[Exercise]:
Gather from the listing below each line that includes the word "client", and copy it.
(Data section begins)
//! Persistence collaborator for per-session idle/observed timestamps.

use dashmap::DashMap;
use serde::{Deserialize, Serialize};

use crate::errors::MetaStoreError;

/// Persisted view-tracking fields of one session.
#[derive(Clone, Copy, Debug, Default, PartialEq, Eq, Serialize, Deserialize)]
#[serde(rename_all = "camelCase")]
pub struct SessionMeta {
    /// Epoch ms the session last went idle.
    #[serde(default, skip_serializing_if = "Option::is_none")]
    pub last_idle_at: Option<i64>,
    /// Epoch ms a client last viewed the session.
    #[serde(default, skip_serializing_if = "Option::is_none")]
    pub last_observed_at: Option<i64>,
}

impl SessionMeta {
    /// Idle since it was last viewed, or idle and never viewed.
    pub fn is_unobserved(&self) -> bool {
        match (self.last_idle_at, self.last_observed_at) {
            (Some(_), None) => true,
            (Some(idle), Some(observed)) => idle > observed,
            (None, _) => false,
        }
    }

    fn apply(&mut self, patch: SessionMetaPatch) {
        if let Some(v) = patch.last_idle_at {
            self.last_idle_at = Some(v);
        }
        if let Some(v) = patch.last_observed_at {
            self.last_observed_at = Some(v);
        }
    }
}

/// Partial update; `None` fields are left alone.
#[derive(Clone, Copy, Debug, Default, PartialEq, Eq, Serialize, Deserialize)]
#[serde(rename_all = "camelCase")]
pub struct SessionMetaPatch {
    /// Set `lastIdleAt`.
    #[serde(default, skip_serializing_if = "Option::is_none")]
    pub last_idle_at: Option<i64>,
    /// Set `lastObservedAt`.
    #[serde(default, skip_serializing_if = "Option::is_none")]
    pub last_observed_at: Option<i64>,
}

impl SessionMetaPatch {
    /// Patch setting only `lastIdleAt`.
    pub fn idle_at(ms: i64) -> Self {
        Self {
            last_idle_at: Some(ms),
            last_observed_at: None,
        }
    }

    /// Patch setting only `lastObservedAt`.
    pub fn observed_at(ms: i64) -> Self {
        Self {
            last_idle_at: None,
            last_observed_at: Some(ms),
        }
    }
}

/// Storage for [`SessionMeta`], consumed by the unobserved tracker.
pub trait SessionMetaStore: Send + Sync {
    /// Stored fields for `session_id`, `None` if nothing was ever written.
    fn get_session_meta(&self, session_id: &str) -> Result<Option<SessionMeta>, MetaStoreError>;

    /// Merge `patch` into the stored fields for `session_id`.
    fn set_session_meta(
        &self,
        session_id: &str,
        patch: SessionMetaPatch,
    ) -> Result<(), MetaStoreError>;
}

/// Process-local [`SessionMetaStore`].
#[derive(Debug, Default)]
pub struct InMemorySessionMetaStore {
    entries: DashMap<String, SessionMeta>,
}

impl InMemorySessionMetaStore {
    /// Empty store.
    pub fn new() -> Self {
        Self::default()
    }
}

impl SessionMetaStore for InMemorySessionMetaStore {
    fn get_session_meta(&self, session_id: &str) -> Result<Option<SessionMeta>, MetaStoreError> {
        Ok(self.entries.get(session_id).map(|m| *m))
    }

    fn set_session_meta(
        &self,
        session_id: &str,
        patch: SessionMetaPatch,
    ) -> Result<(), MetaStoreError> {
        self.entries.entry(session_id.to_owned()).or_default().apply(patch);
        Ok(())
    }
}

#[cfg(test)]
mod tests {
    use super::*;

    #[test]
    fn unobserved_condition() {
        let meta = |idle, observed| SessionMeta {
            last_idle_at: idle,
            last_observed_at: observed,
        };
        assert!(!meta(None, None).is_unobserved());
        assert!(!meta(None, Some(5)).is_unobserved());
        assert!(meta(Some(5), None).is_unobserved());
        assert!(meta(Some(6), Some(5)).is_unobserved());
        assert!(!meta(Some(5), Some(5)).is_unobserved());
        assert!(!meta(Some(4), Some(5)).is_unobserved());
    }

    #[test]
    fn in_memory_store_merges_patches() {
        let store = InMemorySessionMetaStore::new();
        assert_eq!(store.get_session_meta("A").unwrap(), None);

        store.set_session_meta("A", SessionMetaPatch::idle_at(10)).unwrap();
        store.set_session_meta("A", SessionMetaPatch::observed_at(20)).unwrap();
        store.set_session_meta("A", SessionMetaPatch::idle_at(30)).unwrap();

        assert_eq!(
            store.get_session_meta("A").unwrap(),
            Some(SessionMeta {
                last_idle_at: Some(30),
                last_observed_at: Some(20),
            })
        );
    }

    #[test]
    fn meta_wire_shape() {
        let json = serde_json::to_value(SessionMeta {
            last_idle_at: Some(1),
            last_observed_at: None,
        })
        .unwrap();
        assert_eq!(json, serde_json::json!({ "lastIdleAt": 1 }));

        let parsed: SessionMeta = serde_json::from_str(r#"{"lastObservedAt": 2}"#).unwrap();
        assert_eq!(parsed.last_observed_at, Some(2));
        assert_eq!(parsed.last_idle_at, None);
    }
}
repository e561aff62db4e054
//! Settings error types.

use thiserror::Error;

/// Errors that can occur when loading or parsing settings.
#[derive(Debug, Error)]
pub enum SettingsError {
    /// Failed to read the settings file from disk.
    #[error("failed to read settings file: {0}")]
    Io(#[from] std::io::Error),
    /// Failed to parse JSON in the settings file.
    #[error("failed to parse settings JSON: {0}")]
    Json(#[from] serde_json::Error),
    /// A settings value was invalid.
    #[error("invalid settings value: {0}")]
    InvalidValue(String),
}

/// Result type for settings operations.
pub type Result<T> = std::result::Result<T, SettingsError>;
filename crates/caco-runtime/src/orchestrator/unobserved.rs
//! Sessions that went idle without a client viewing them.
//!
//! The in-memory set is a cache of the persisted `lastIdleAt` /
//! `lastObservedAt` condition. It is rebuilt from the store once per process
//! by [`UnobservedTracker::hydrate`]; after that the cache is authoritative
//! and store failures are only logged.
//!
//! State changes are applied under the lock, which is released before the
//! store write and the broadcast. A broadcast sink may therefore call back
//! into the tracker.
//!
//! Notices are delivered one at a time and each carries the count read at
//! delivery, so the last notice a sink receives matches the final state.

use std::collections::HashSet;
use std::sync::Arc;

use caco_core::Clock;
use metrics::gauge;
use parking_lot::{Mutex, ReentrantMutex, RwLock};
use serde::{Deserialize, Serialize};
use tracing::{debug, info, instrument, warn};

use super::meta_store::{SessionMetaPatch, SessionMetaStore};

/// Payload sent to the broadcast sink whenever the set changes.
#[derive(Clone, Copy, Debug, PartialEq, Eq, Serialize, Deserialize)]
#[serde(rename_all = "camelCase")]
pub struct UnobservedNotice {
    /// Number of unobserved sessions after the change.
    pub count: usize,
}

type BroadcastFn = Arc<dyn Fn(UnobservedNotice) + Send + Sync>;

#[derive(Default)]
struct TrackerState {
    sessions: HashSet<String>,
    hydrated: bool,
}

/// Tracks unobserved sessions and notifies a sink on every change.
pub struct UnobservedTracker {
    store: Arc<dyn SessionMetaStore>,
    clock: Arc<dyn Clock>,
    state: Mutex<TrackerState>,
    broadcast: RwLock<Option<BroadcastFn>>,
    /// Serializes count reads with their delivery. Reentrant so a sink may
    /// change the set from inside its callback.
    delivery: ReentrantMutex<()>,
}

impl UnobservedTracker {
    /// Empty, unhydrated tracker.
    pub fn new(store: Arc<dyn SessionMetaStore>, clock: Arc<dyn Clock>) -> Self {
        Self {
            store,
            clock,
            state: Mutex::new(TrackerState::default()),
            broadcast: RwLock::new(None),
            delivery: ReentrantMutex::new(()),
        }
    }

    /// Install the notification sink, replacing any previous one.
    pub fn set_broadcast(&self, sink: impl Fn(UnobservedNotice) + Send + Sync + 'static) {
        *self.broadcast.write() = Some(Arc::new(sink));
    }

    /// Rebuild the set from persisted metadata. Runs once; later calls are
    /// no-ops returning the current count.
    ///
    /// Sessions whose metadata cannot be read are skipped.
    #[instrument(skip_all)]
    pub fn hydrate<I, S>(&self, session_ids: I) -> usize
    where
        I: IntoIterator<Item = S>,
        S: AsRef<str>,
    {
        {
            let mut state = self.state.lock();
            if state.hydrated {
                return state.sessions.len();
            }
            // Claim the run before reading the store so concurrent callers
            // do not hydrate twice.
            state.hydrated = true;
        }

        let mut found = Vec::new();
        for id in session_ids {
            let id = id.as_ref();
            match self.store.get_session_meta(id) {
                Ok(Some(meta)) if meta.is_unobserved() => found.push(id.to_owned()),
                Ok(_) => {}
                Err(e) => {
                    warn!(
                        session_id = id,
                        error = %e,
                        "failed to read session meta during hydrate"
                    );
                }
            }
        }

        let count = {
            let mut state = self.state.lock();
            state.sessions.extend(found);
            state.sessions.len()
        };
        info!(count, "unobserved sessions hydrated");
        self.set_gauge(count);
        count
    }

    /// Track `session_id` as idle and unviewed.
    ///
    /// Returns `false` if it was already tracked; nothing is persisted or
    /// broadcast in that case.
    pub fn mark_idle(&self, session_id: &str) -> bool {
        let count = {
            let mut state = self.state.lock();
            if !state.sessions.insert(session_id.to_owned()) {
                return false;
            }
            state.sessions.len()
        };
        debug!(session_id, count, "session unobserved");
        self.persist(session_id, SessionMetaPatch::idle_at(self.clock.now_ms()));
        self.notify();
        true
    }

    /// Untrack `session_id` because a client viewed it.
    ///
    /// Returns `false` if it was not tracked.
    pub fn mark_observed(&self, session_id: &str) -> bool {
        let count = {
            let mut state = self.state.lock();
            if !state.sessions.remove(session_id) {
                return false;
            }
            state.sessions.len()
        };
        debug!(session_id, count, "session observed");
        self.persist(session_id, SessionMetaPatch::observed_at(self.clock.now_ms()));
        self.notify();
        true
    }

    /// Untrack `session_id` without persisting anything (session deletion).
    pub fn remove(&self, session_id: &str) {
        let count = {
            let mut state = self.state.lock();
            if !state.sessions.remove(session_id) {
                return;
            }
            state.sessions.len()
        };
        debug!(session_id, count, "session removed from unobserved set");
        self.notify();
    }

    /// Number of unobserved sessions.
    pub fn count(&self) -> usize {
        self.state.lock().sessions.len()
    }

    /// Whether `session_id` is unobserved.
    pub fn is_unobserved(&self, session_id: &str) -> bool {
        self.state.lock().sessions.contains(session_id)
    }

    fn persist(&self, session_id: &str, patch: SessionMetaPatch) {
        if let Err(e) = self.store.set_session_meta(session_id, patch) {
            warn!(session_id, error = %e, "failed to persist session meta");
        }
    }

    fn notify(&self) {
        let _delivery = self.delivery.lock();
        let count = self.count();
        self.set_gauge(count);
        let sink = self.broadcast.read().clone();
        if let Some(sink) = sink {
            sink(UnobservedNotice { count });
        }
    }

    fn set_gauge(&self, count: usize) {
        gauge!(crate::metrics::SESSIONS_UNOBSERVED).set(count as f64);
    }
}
(Data section ends)
[Expected answer]:
    /// Epoch ms a client last viewed the session.
//! Sessions that went idle without a client viewing them.
    /// Untrack `session_id` because a client viewed it.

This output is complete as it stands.